[Saved entries]
┌──
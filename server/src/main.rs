//! Distributed task scheduler coordination server
//!
//! The central server tracks a fleet of worker clients and the task groups
//! they execute, deciding when each group's next task fires and which
//! online client should run it. This binary wires the `Coordinator` (the
//! registries, monitor loops, distributed lock, and event bus) to an axum
//! ingress API and a couple of periodic maintenance tasks, then runs until
//! a shutdown signal arrives.

#[global_allocator]
static GLOBAL: tikv_jemallocator::Jemalloc = tikv_jemallocator::Jemalloc;

use anyhow::{Context, Result};
use clap::Parser;
use std::net::SocketAddr;
use std::path::PathBuf;
use std::sync::Arc;
use tracing::{error, info, warn};

mod api;
mod client_monitor;
mod config;
mod core;
mod events;
mod id_gen;
mod lock;
mod registry;
mod repository;
mod task_group_monitor;

use config::ConfigManager;
use core::Coordinator;
use events::HttpEventBus;
use lock::SqliteDistributedLock;
use repository::{ClientRepository, GroupRepository, SqliteRepository};
use task_group_monitor::MonitorIntervals;

/// Command-line arguments for the server.
#[derive(Parser, Debug)]
#[command(name = "server")]
#[command(about = "Coordination server for a fleet of task-scheduler worker clients", long_about = None)]
struct CliArgs {
    /// Path to the server configuration file (server.toml), or a directory
    /// containing one.
    #[arg(value_name = "CONFIG_PATH")]
    config_path: PathBuf,

    /// Override the listen address from the config file.
    #[arg(long = "listen-address", value_name = "ADDRESS")]
    listen_address: Option<String>,

    /// Override the SQLite database path from the config file.
    #[arg(long = "database-path", value_name = "PATH")]
    database_path: Option<String>,
}

struct Server {
    config_manager: ConfigManager,
    listen_address: SocketAddr,
    coordinator: Arc<Coordinator>,
    shutdown_tx: tokio::sync::broadcast::Sender<()>,
    background_tasks: Vec<tokio::task::JoinHandle<()>>,
}

impl Server {
    async fn new(cli: CliArgs) -> Result<Self> {
        let mut config_manager = ConfigManager::new(cli.config_path)?;
        if config_manager
            .apply_overrides(cli.listen_address, cli.database_path)
            .context("failed to apply configuration overrides")?
        {
            info!("configuration overrides applied and persisted to disk");
        }

        let server_config = config_manager.server_config.clone();
        let listen_address: SocketAddr = server_config
            .listen_address
            .parse()
            .with_context(|| format!("invalid listen address '{}'", server_config.listen_address))?;

        let db_path = PathBuf::from(&server_config.database_path);
        let repo = Arc::new(
            SqliteRepository::open(&db_path).context("failed to open coordination database")?,
        );
        let client_repo: Arc<dyn ClientRepository> = repo.clone();
        let group_repo: Arc<dyn GroupRepository> = repo;

        let lock_conn = repository::shared_connection_for_lock(&db_path)
            .context("failed to open distributed lock database connection")?;
        let lock = Arc::new(
            SqliteDistributedLock::new(
                lock_conn,
                std::time::Duration::from_millis(server_config.lock_lease_ms),
            )
            .context("failed to initialize distributed lock")?,
        );

        let event_bus = Arc::new(HttpEventBus::new(group_repo.clone(), client_repo.clone()));

        let coordinator = Arc::new(Coordinator::new(
            client_repo,
            group_repo,
            lock,
            event_bus,
            &server_config,
        ));

        let (shutdown_tx, _) = tokio::sync::broadcast::channel(1);

        Ok(Self {
            config_manager,
            listen_address,
            coordinator,
            shutdown_tx,
            background_tasks: Vec::new(),
        })
    }

    async fn run(&mut self) -> Result<()> {
        let server_config = self.config_manager.server_config.clone();

        info!(listen_address = %self.listen_address, database_path = %server_config.database_path, "starting coordination server");

        self.coordinator
            .restore()
            .await
            .context("failed to restore clients and task groups from the repository")?;
        info!(
            clients = self.coordinator.client_count(),
            task_groups = self.coordinator.task_group_count(),
            "restored prior state"
        );

        let retention_interval =
            std::time::Duration::from_secs(server_config.history_cleanup_interval_seconds);
        let retention_days = server_config.task_history_retention_days;
        let coordinator_for_sweep = Arc::clone(&self.coordinator);
        let mut sweep_shutdown_rx = self.shutdown_tx.subscribe();
        self.background_tasks.push(tokio::spawn(async move {
            let mut interval = tokio::time::interval(retention_interval);
            loop {
                tokio::select! {
                    _ = interval.tick() => {
                        coordinator_for_sweep.run_history_retention_sweep(retention_days).await;
                    }
                    _ = sweep_shutdown_rx.recv() => {
                        info!("history retention sweep task received shutdown signal");
                        break;
                    }
                }
            }
        }));

        let app_state = api::AppState::new(Arc::clone(&self.coordinator), server_config.api_key.clone());
        let app = api::create_router(app_state.clone());

        let rate_limiter_for_sweep = app_state.rate_limiter.clone();
        let mut rate_limiter_shutdown_rx = self.shutdown_tx.subscribe();
        self.background_tasks.push(tokio::spawn(async move {
            let mut interval = tokio::time::interval(std::time::Duration::from_secs(60));
            loop {
                tokio::select! {
                    _ = interval.tick() => {
                        rate_limiter_for_sweep.cleanup_stale_entries().await;
                    }
                    _ = rate_limiter_shutdown_rx.recv() => {
                        info!("rate limiter cleanup task received shutdown signal");
                        break;
                    }
                }
            }
        }));

        let listener = tokio::net::TcpListener::bind(self.listen_address)
            .await
            .with_context(|| format!("failed to bind TCP listener to {}", self.listen_address))?;

        let mut shutdown_rx = self.shutdown_tx.subscribe();
        let shutdown_signal = async move {
            let _ = shutdown_rx.recv().await;
            info!("HTTP server received shutdown signal");
        };

        info!(listen_address = %self.listen_address, "ingress API listening");
        axum::serve(listener, app)
            .with_graceful_shutdown(shutdown_signal)
            .await
            .map_err(|e| anyhow::anyhow!("server error: {}", e))?;

        Ok(())
    }

    async fn shutdown(&mut self) {
        info!("shutting down coordination server gracefully");
        let timeout = std::time::Duration::from_secs(
            self.config_manager.server_config.graceful_shutdown_timeout_seconds,
        );

        let _ = self.shutdown_tx.send(());
        for handle in self.background_tasks.drain(..) {
            if tokio::time::timeout(timeout, handle).await.is_err() {
                warn!("background task did not shut down within the timeout, abandoning it");
            }
        }
        info!("coordination server shutdown complete");
    }
}

async fn setup_shutdown_signal() {
    #[cfg(unix)]
    {
        use tokio::signal::unix::{signal, SignalKind};
        let sigterm = signal(SignalKind::terminate());
        let sigint = signal(SignalKind::interrupt());
        match (sigterm, sigint) {
            (Ok(mut sigterm), Ok(mut sigint)) => {
                tokio::select! {
                    _ = sigterm.recv() => info!("received SIGTERM"),
                    _ = sigint.recv() => info!("received SIGINT"),
                }
            }
            (Err(e), _) | (_, Err(e)) => {
                error!("failed to register signal handlers: {e}, falling back to Ctrl+C");
                let _ = tokio::signal::ctrl_c().await;
            }
        }
    }
    #[cfg(not(unix))]
    {
        let _ = tokio::signal::ctrl_c().await;
    }
}

#[tokio::main]
async fn main() -> Result<()> {
    let file_appender = tracing_appender::rolling::daily("./logs", "server.log");
    let (non_blocking, _guard) = tracing_appender::non_blocking(file_appender);
    let env_filter = tracing_subscriber::EnvFilter::try_from_default_env()
        .unwrap_or_else(|_| tracing_subscriber::EnvFilter::new("server=info,shared=info"));
    tracing_subscriber::fmt()
        .with_env_filter(env_filter)
        .json()
        .with_current_span(false)
        .with_span_list(false)
        .with_writer(non_blocking)
        .init();

    let cli = CliArgs::parse();
    info!(config_path = %cli.config_path.display(), "coordination server starting up");

    let mut server = match Server::new(cli).await {
        Ok(server) => server,
        Err(e) => {
            error!("failed to initialize server: {e}");
            std::process::exit(1);
        }
    };

    tokio::select! {
        result = server.run() => {
            if let Err(e) = result {
                error!("server error: {e}");
                std::process::exit(1);
            }
        }
        _ = setup_shutdown_signal() => {
            info!("shutdown signal received, initiating graceful shutdown");
        }
    }

    server.shutdown().await;
    Ok(())
}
└──
Reproduce the lines of the records exactly, from the first one through the line that contains "if config_manager".

Task solution
filename server/src/main.rs
//! Distributed task scheduler coordination server
//!
//! The central server tracks a fleet of worker clients and the task groups
//! they execute, deciding when each group's next task fires and which
//! online client should run it. This binary wires the `Coordinator` (the
//! registries, monitor loops, distributed lock, and event bus) to an axum
//! ingress API and a couple of periodic maintenance tasks, then runs until
//! a shutdown signal arrives.

#[global_allocator]
static GLOBAL: tikv_jemallocator::Jemalloc = tikv_jemallocator::Jemalloc;

use anyhow::{Context, Result};
use clap::Parser;
use std::net::SocketAddr;
use std::path::PathBuf;
use std::sync::Arc;
use tracing::{error, info, warn};

mod api;
mod client_monitor;
mod config;
mod core;
mod events;
mod id_gen;
mod lock;
mod registry;
mod repository;
mod task_group_monitor;

use config::ConfigManager;
use core::Coordinator;
use events::HttpEventBus;
use lock::SqliteDistributedLock;
use repository::{ClientRepository, GroupRepository, SqliteRepository};
use task_group_monitor::MonitorIntervals;

/// Command-line arguments for the server.
#[derive(Parser, Debug)]
#[command(name = "server")]
#[command(about = "Coordination server for a fleet of task-scheduler worker clients", long_about = None)]
struct CliArgs {
    /// Path to the server configuration file (server.toml), or a directory
    /// containing one.
    #[arg(value_name = "CONFIG_PATH")]
    config_path: PathBuf,

    /// Override the listen address from the config file.
    #[arg(long = "listen-address", value_name = "ADDRESS")]
    listen_address: Option<String>,

    /// Override the SQLite database path from the config file.
    #[arg(long = "database-path", value_name = "PATH")]
    database_path: Option<String>,
}

struct Server {
    config_manager: ConfigManager,
    listen_address: SocketAddr,
    coordinator: Arc<Coordinator>,
    shutdown_tx: tokio::sync::broadcast::Sender<()>,
    background_tasks: Vec<tokio::task::JoinHandle<()>>,
}

impl Server {
    async fn new(cli: CliArgs) -> Result<Self> {
        let mut config_manager = ConfigManager::new(cli.config_path)?;
        if config_manager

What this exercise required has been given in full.